IRB members are appointed by the Vice Chancellor for Research after consultation with the IRB chairs and OPRS director. IRB members serve staggered three-year terms and are responsible for being informed on all IRB policies and procedures and applicable laws and regulations. IRB members are expected to review all new cases, to review continuing cases of more than minimal risk and other cases as assigned, and to attend and vote at IRB meetings. The following requirements for the composition of an IRB are based on federal regulations (see 45CFR §46.107-108):

  • To promote complete and adequate review of research activities commonly conducted by the institution, each University of Illinois at Urbana-Champaign Institutional Review Board (IRB) shall have at least five members with varying backgrounds. If an IRB regularly reviews research that involves a vulnerable category of subjects (such as children, pregnant women, prisoners, people with handicaps, or people with mental disabilities), consideration will be given to the inclusion of one or more individuals who are knowledgeable about and experienced in working with these subjects.
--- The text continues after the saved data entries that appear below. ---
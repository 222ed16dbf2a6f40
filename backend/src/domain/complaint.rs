//! Complaint ledger types: ticket kinds, lifecycle states, and validation.
//!
//! Status and kind are closed sum types matched exhaustively at every
//! transition site, so adding a state forces each transition rule to be
//! revisited. The department-desk status payload is its own three-variant
//! enum: returning a ticket to `pending` is unrepresentable there rather than
//! merely rejected.

use std::fmt;

use chrono::{DateTime, Utc};
use serde::{Deserialize, Serialize};
use utoipa::ToSchema;

use crate::domain::department::DepartmentId;
use crate::domain::user::UserId;

/// Stable complaint identifier assigned by the relational store.
#[derive(Debug, Clone, Copy, PartialEq, Eq, Hash, Serialize, Deserialize, ToSchema)]
#[serde(transparent)]
pub struct ComplaintId(i32);

impl ComplaintId {
    /// Wrap a store-assigned identifier.
    pub const fn new(id: i32) -> Self {
        Self(id)
    }

    /// Raw identifier value.
    pub const fn get(self) -> i32 {
        self.0
    }
}

impl fmt::Display for ComplaintId {
    fn fmt(&self, f: &mut fmt::Formatter<'_>) -> fmt::Result {
        write!(f, "{}", self.0)
    }
}

impl From<i32> for ComplaintId {
    fn from(value: i32) -> Self {
        Self(value)
    }
}

/// Minimum description length accepted at submission.
pub const DESCRIPTION_MIN: usize = 10;

/// Per-field failures raised while validating complaint payloads.
#[derive(Debug, Clone, PartialEq, Eq)]
pub enum ComplaintValidationError {
    /// The submitted kind is not one of the accepted values.
    UnknownKind {
        /// Offending payload value.
        value: String,
    },
    /// The description fell short of [`DESCRIPTION_MIN`].
    DescriptionTooShort {
        /// Required minimum length.
        min: usize,
    },
    /// The submitted status is not one of the accepted values.
    UnknownStatus {
        /// Offending payload value.
        value: String,
    },
    /// Department desks may not return a complaint to `pending`.
    StatusNotDeskAssignable,
    /// Department identifiers are positive store-assigned integers.
    NonPositiveDepartment {
        /// Offending payload value.
        value: i32,
    },
}

impl fmt::Display for ComplaintValidationError {
    fn fmt(&self, f: &mut fmt::Formatter<'_>) -> fmt::Result {
        match self {
            Self::UnknownKind { value } => {
                write!(f, "type must be COMPLAINT, QUERY, or SUGGESTION, got {value:?}")
            }
            Self::DescriptionTooShort { min } => {
                write!(f, "description must be at least {min} characters")
            }
            Self::UnknownStatus { value } => {
                write!(
                    f,
                    "status must be pending, processing, resolved, or rejected, got {value:?}"
                )
            }
            Self::StatusNotDeskAssignable => {
                write!(f, "status must be processing, resolved, or rejected")
            }
            Self::NonPositiveDepartment { value } => {
                write!(f, "departmentId must be a positive integer, got {value}")
            }
        }
    }
}

impl std::error::Error for ComplaintValidationError {}

/// Kind of submission a citizen files. Immutable after creation.
#[derive(Debug, Clone, Copy, PartialEq, Eq, Hash, Serialize, Deserialize, ToSchema)]
#[serde(rename_all = "SCREAMING_SNAKE_CASE")]
pub enum ComplaintKind {
    /// A grievance about a municipal service.
    Complaint,
    /// A request for information.
    Query,
    /// A proposal for improvement.
    Suggestion,
}

impl ComplaintKind {
    /// Parse a payload value into a kind.
    pub fn parse(value: &str) -> Result<Self, ComplaintValidationError> {
        match value {
            "COMPLAINT" => Ok(Self::Complaint),
            "QUERY" => Ok(Self::Query),
            "SUGGESTION" => Ok(Self::Suggestion),
            other => Err(ComplaintValidationError::UnknownKind {
                value: other.to_owned(),
            }),
        }
    }

    /// Wire representation of the kind.
    pub const fn as_str(self) -> &'static str {
        match self {
            Self::Complaint => "COMPLAINT",
            Self::Query => "QUERY",
            Self::Suggestion => "SUGGESTION",
        }
    }
}

impl fmt::Display for ComplaintKind {
    fn fmt(&self, f: &mut fmt::Formatter<'_>) -> fmt::Result {
        f.write_str(self.as_str())
    }
}

/// Lifecycle stage of a complaint.
///
/// `Pending` is the creation state. None of the states are terminal in
/// storage; an administrator can always mutate further.
#[derive(Debug, Clone, Copy, PartialEq, Eq, Hash, Serialize, Deserialize, ToSchema)]
#[serde(rename_all = "lowercase")]
pub enum ComplaintStatus {
    /// Submitted, not yet triaged.
    Pending,
    /// Triage has begun.
    Processing,
    /// Closed with a resolution.
    Resolved,
    /// Closed without a resolution.
    Rejected,
}

impl ComplaintStatus {
    /// Parse a payload value into a status.
    pub fn parse(value: &str) -> Result<Self, ComplaintValidationError> {
        match value {
            "pending" => Ok(Self::Pending),
            "processing" => Ok(Self::Processing),
            "resolved" => Ok(Self::Resolved),
            "rejected" => Ok(Self::Rejected),
            other => Err(ComplaintValidationError::UnknownStatus {
                value: other.to_owned(),
            }),
        }
    }

    /// Wire representation of the status.
    pub const fn as_str(self) -> &'static str {
        match self {
            Self::Pending => "pending",
            Self::Processing => "processing",
            Self::Resolved => "resolved",
            Self::Rejected => "rejected",
        }
    }
}

impl fmt::Display for ComplaintStatus {
    fn fmt(&self, f: &mut fmt::Formatter<'_>) -> fmt::Result {
        f.write_str(self.as_str())
    }
}

/// Status a department desk may move a complaint into.
///
/// Deliberately excludes `pending`: desks advance or close tickets, they
/// never send one back to the intake queue.
#[derive(Debug, Clone, Copy, PartialEq, Eq, Hash)]
pub enum DeskStatus {
    /// Triage continues.
    Processing,
    /// Closed with a resolution.
    Resolved,
    /// Closed without a resolution.
    Rejected,
}

impl DeskStatus {
    /// Parse a payload value into a desk status.
    ///
    /// `pending` is recognised but refused with a dedicated error so callers
    /// see a precise message rather than a generic enum failure.
    pub fn parse(value: &str) -> Result<Self, ComplaintValidationError> {
        match value {
            "processing" => Ok(Self::Processing),
            "resolved" => Ok(Self::Resolved),
            "rejected" => Ok(Self::Rejected),
            "pending" => Err(ComplaintValidationError::StatusNotDeskAssignable),
            other => Err(ComplaintValidationError::UnknownStatus {
                value: other.to_owned(),
            }),
        }
    }

    /// Widen into the full lifecycle status.
    pub const fn into_status(self) -> ComplaintStatus {
        match self {
            Self::Processing => ComplaintStatus::Processing,
            Self::Resolved => ComplaintStatus::Resolved,
            Self::Rejected => ComplaintStatus::Rejected,
        }
    }
}

/// Citizen-submitted ticket in the complaint ledger.
///
/// ## Invariants
/// - `kind` and `created_at` are immutable after creation.
/// - `description` satisfied [`DESCRIPTION_MIN`] when the record was created.
/// - `department_id` is null until an administrator assigns one.
#[derive(Debug, Clone, PartialEq, Eq, Serialize, Deserialize, ToSchema)]
#[serde(rename_all = "camelCase")]
#[serde(from = "ComplaintDto", into = "ComplaintDto")]
pub struct Complaint {
    #[schema(value_type = i32, example = 12)]
    id: ComplaintId,
    #[schema(value_type = i32, example = 7)]
    user_id: UserId,
    kind: ComplaintKind,
    #[schema(example = "Necesito ayuda con mi pago")]
    description: String,
    status: ComplaintStatus,
    #[schema(value_type = Option<i32>)]
    department_id: Option<DepartmentId>,
    created_at: DateTime<Utc>,
}

impl Complaint {
    /// Build a complaint from store-validated components.
    pub const fn new(
        id: ComplaintId,
        user_id: UserId,
        kind: ComplaintKind,
        description: String,
        status: ComplaintStatus,
        department_id: Option<DepartmentId>,
        created_at: DateTime<Utc>,
    ) -> Self {
        Self {
            id,
            user_id,
            kind,
            description,
            status,
            department_id,
            created_at,
        }
    }

    /// Stable complaint identifier.
    pub const fn id(&self) -> ComplaintId {
        self.id
    }

    /// Submitting user.
    pub const fn user_id(&self) -> UserId {
        self.user_id
    }

    /// Kind of submission; immutable after creation.
    pub const fn kind(&self) -> ComplaintKind {
        self.kind
    }

    /// Free-text description supplied by the citizen.
    pub fn description(&self) -> &str {
        self.description.as_str()
    }

    /// Current lifecycle stage.
    pub const fn status(&self) -> ComplaintStatus {
        self.status
    }

    /// Assigned department, when triaged.
    pub const fn department_id(&self) -> Option<DepartmentId> {
        self.department_id
    }

    /// Creation timestamp stamped by the store; immutable.
    pub const fn created_at(&self) -> DateTime<Utc> {
        self.created_at
    }
}

#[derive(Debug, Clone, Serialize, Deserialize)]
#[serde(rename_all = "camelCase")]
struct ComplaintDto {
    id: i32,
    user_id: i32,
    #[serde(rename = "type")]
    kind: ComplaintKind,
    description: String,
    status: ComplaintStatus,
    department_id: Option<i32>,
    created_at: DateTime<Utc>,
}

impl From<Complaint> for ComplaintDto {
    fn from(value: Complaint) -> Self {
        Self {
            id: value.id.get(),
            user_id: value.user_id.get(),
            kind: value.kind,
            description: value.description,
            status: value.status,
            department_id: value.department_id.map(DepartmentId::get),
            created_at: value.created_at,
        }
    }
}

impl From<ComplaintDto> for Complaint {
    fn from(value: ComplaintDto) -> Self {
        Self {
            id: ComplaintId::new(value.id),
            user_id: UserId::new(value.user_id),
            kind: value.kind,
            description: value.description,
            status: value.status,
            department_id: value.department_id.map(DepartmentId::new),
            created_at: value.created_at,
        }
    }
}

/// Validated submission payload awaiting insertion.
///
/// The server stamps owner, status, department, and creation time; callers
/// only ever choose a kind and a description.
#[derive(Debug, Clone, PartialEq, Eq)]
pub struct NewComplaint {
    kind: ComplaintKind,
    description: String,
}

impl NewComplaint {
    /// Validate raw submission inputs, collecting every failing field.
    pub fn try_from_parts(
        kind: &str,
        description: &str,
    ) -> Result<Self, Vec<ComplaintValidationError>> {
        let mut errors = Vec::new();

        let kind = match ComplaintKind::parse(kind) {
            Ok(kind) => Some(kind),
            Err(error) => {
                errors.push(error);
                None
            }
        };
        if description.chars().count() < DESCRIPTION_MIN {
            errors.push(ComplaintValidationError::DescriptionTooShort {
                min: DESCRIPTION_MIN,
            });
        }

        match (kind, errors.is_empty()) {
            (Some(kind), true) => Ok(Self {
                kind,
                description: description.to_owned(),
            }),
            _ => Err(errors),
        }
    }

    /// Kind of submission.
    pub const fn kind(&self) -> ComplaintKind {
        self.kind
    }

    /// Validated description text.
    pub fn description(&self) -> &str {
        self.description.as_str()
    }
}
//! Citizen complaint endpoints: submission and the owner listing.

use actix_web::{HttpResponse, get, post, web};
use serde::{Deserialize, Serialize};

use crate::domain::{ApiResult, Complaint, Error, NewComplaint, User};
use crate::inbound::http::actor::require_actor;
use crate::inbound::http::session::SessionContext;
use crate::inbound::http::state::HttpState;
use crate::inbound::http::validation::{complaint_field_error, validation_error};

/// Submission request body for `POST /api/complaints`.
///
/// Kind and description arrive as raw strings so one response can itemize
/// every failing field instead of stopping at the first enum mismatch.
#[derive(Debug, Clone, Deserialize, Serialize, utoipa::ToSchema)]
pub struct SubmitComplaintRequest {
    /// One of `COMPLAINT`, `QUERY`, or `SUGGESTION`.
    #[serde(rename = "type")]
    pub kind: String,
    /// Free-text description, at least 10 characters.
    pub description: String,
}

/// File a complaint owned by the session user.
///
/// The server stamps owner, `pending` status, a null department, and the
/// creation time; submitted values for those fields do not exist in the
/// payload shape at all.
#[utoipa::path(
    post,
    path = "/api/complaints",
    request_body = SubmitComplaintRequest,
    responses(
        (status = 201, description = "Complaint created", body = Complaint),
        (status = 400, description = "Invalid submission payload", body = Error),
        (status = 401, description = "No active session", body = Error),
        (status = 500, description = "Internal server error", body = Error)
    ),
    tags = ["complaints"],
    operation_id = "submitComplaint"
)]
#[post("/complaints")]
pub async fn submit_complaint(
    state: web::Data<HttpState>,
    session: SessionContext,
    payload: web::Json<SubmitComplaintRequest>,
) -> ApiResult<HttpResponse> {
    let actor = require_actor(&session, &state.users).await?;
    let new_complaint = NewComplaint::try_from_parts(&payload.kind, &payload.description)
        .map_err(|errors| validation_error(errors.iter().map(complaint_field_error).collect()))?;

    let complaint = state.triage.submit(&actor, &new_complaint).await?;
    Ok(HttpResponse::Created().json(complaint))
}

/// List the session user's own complaints.
#[utoipa::path(
    get,
    path = "/api/complaints",
    responses(
        (status = 200, description = "The caller's complaints", body = [Complaint]),
        (status = 401, description = "No active session", body = Error)
    ),
    tags = ["complaints"],
    operation_id = "listOwnComplaints"
)]
#[get("/complaints")]
pub async fn list_own_complaints(
    state: web::Data<HttpState>,
    session: SessionContext,
) -> ApiResult<web::Json<Vec<Complaint>>> {
    let actor: User = require_actor(&session, &state.users).await?;
    let complaints = state.triage.own_complaints(&actor).await?;
    Ok(web::Json(complaints))
}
  • Every nondiscriminatory effort will be made to ensure that no IRB consists entirely of men or of women.
  • Each IRB shall include at least one member whose primary concerns are in scientific areas and at least one member whose primary concerns are in nonscientific areas.
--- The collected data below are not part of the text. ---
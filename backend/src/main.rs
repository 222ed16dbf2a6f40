//! Backend entry-point: migrations, seeding, and the HTTP server.

mod server;

use actix_web::cookie::{Key, SameSite};
use actix_web::web;
use std::env;
use std::net::SocketAddr;
use tracing::{info, warn};
use tracing_subscriber::{EnvFilter, fmt};

use backend::inbound::http::health::HealthState;
use backend::inbound::http::session_key::key_fingerprint;
use backend::outbound::persistence::{DbPool, PoolConfig, run_pending_migrations};
use backend::seeding::seed_departments_on_startup;
use server::{ServerConfig, create_server};

fn load_session_key() -> std::io::Result<Key> {
    let key_path =
        env::var("SESSION_KEY_FILE").unwrap_or_else(|_| "/var/run/secrets/session_key".into());
    match std::fs::read(&key_path) {
        Ok(bytes) => Ok(Key::derive_from(&bytes)),
        Err(e) => {
            let allow_dev = env::var("SESSION_ALLOW_EPHEMERAL").ok().as_deref() == Some("1");
            if cfg!(debug_assertions) || allow_dev {
                warn!(path = %key_path, error = %e, "using temporary session key (dev only)");
                Ok(Key::generate())
            } else {
                Err(std::io::Error::other(format!(
                    "failed to read session key at {key_path}: {e}"
                )))
            }
        }
    }
}

/// Application bootstrap.
#[actix_web::main]
async fn main() -> std::io::Result<()> {
    if let Err(e) = fmt()
        .with_env_filter(EnvFilter::from_default_env())
        .json()
        .try_init()
    {
        warn!(error = %e, "tracing init failed");
    }

    let database_url = env::var("DATABASE_URL")
        .map_err(|_| std::io::Error::other("DATABASE_URL must be set"))?;

    run_pending_migrations(&database_url)
        .await
        .map_err(std::io::Error::other)?;

    let db_pool = DbPool::new(PoolConfig::new(&database_url))
        .await
        .map_err(std::io::Error::other)?;

    seed_departments_on_startup(&db_pool)
        .await
        .map_err(std::io::Error::other)?;

    let key = load_session_key()?;
    info!(fingerprint = %key_fingerprint(&key), "session key loaded");

    let cookie_secure = env::var("SESSION_COOKIE_SECURE")
        .map(|v| v != "0")
        .unwrap_or(true);
    let bind_addr: SocketAddr = env::var("BIND_ADDR")
        .unwrap_or_else(|_| "0.0.0.0:8080".into())
        .parse()
        .map_err(std::io::Error::other)?;

    let health_state = web::Data::new(HealthState::new());
    let config = ServerConfig::new(key, cookie_secure, SameSite::Lax, bind_addr, db_pool);

    let server = create_server(health_state.clone(), config)?;
    health_state.mark_ready();
    server.await
}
  • Each IRB shall include at least one nonaffiliated member, who is not otherwise affiliated with the institution and who is not part of the immediate family of a person who is affiliated with the institution.
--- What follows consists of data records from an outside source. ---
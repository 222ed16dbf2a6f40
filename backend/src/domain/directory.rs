//! User directory: identity lookups, the admin listing, and role changes.

use std::sync::Arc;

use async_trait::async_trait;

use crate::domain::account::map_user_persistence_error;
use crate::domain::error::Error;
use crate::domain::ports::{UserRepository, UserRoleCommand, UsersQuery};
use crate::domain::user::{RoleAssignment, User, UserId};

/// Directory service backed by the identity store.
#[derive(Clone)]
pub struct UserDirectory {
    users: Arc<dyn UserRepository>,
}

impl UserDirectory {
    /// Create a directory over the given identity store.
    pub fn new(users: Arc<dyn UserRepository>) -> Self {
        Self { users }
    }
}

#[async_trait]
impl UsersQuery for UserDirectory {
    async fn find_by_id(&self, id: UserId) -> Result<Option<User>, Error> {
        self.users
            .find_by_id(id)
            .await
            .map_err(map_user_persistence_error)
    }

    async fn list_all(&self) -> Result<Vec<User>, Error> {
        self.users.list().await.map_err(map_user_persistence_error)
    }
}

#[async_trait]
impl UserRoleCommand for UserDirectory {
    async fn assign_role(&self, id: UserId, assignment: RoleAssignment) -> Result<User, Error> {
        self.users
            .set_role(id, assignment)
            .await
            .map_err(map_user_persistence_error)?
            .ok_or_else(|| Error::not_found("user not found"))
    }
}

#[cfg(test)]
mod tests {
    //! Regression coverage for lookup and role-change mapping.
    use std::sync::Mutex;

    use super::*;
    use crate::domain::department::DepartmentId;
    use crate::domain::error::ErrorCode;
    use crate::domain::ports::{StoredCredentials, UserPersistenceError};
    use crate::domain::user::{NewUser, Roles};

    #[derive(Default)]
    struct StubUserRepository {
        users: Mutex<Vec<User>>,
    }

    impl StubUserRepository {
        fn with_users(users: Vec<User>) -> Self {
            Self {
                users: Mutex::new(users),
            }
        }
    }

    #[async_trait]
    impl UserRepository for StubUserRepository {
        async fn insert(
            &self,
            _new_user: &NewUser,
            _password_hash: &str,
        ) -> Result<User, UserPersistenceError> {
            Err(UserPersistenceError::query("not exercised"))
        }

        async fn find_by_id(&self, id: UserId) -> Result<Option<User>, UserPersistenceError> {
            let users = self.users.lock().expect("users lock");
            Ok(users.iter().find(|user| user.id() == id).cloned())
        }

        async fn find_for_login(
            &self,
            _username: &str,
        ) -> Result<Option<StoredCredentials>, UserPersistenceError> {
            Ok(None)
        }

        async fn list(&self) -> Result<Vec<User>, UserPersistenceError> {
            Ok(self.users.lock().expect("users lock").clone())
        }

        async fn set_role(
            &self,
            id: UserId,
            assignment: RoleAssignment,
        ) -> Result<Option<User>, UserPersistenceError> {
            let mut users = self.users.lock().expect("users lock");
            let Some(found) = users.iter_mut().find(|user| user.id() == id) else {
                return Ok(None);
            };
            let updated = User::new(
                found.id(),
                found.username().to_owned(),
                found.full_name().to_owned(),
                found.email().to_owned(),
                Roles {
                    is_admin: found.is_admin(),
                    is_department_head: assignment.is_department_head,
                    department_id: assignment.department_id,
                },
            );
            *found = updated.clone();
            Ok(Some(updated))
        }
    }

    fn citizen(id: i32) -> User {
        User::new(
            UserId::new(id),
            format!("user{id}"),
            "Test Person".to_owned(),
            "person@example.org".to_owned(),
            Roles::default(),
        )
    }

    #[tokio::test]
    async fn promotion_returns_the_updated_record() {
        let directory = UserDirectory::new(Arc::new(StubUserRepository::with_users(vec![
            citizen(7),
        ])));
        let assignment = RoleAssignment::try_new(true, Some(DepartmentId::new(3)))
            .expect("valid assignment");

        let updated = directory
            .assign_role(UserId::new(7), assignment)
            .await
            .expect("promotion succeeds");

        assert!(updated.is_department_head());
        assert_eq!(updated.department_id(), Some(DepartmentId::new(3)));
    }

    #[tokio::test]
    async fn promotion_of_missing_user_is_not_found() {
        let directory = UserDirectory::new(Arc::new(StubUserRepository::default()));
        let assignment = RoleAssignment::try_new(false, None).expect("valid assignment");

        let err = directory
            .assign_role(UserId::new(9), assignment)
            .await
            .expect_err("missing user");
        assert_eq!(err.code(), ErrorCode::NotFound);
    }

    #[tokio::test]
    async fn listing_returns_every_user() {
        let directory = UserDirectory::new(Arc::new(StubUserRepository::with_users(vec![
            citizen(1),
            citizen(2),
        ])));
        assert_eq!(directory.list_all().await.expect("listing").len(), 2);
    }
}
  • No IRB member may participate in the initial or continuing review of any project in which the member has a conflict of interest, except to provide information requested by the IRB.
  • An IRB may invite individuals with competence in a special area to assist in the review of issues that require expertise beyond or in addition to that available on the IRB. These individuals may not vote with the IRB.
  • When reviewing cases involving the Food and Drug Administration (FDA)-regulated articles, at least one physician must be present and eligible to vote on the case.

Federalwide Assurance

The University of Illinois at Urbana-Champaign's Federalwide Assurance number is #00008584 and expires on 08/13/2020.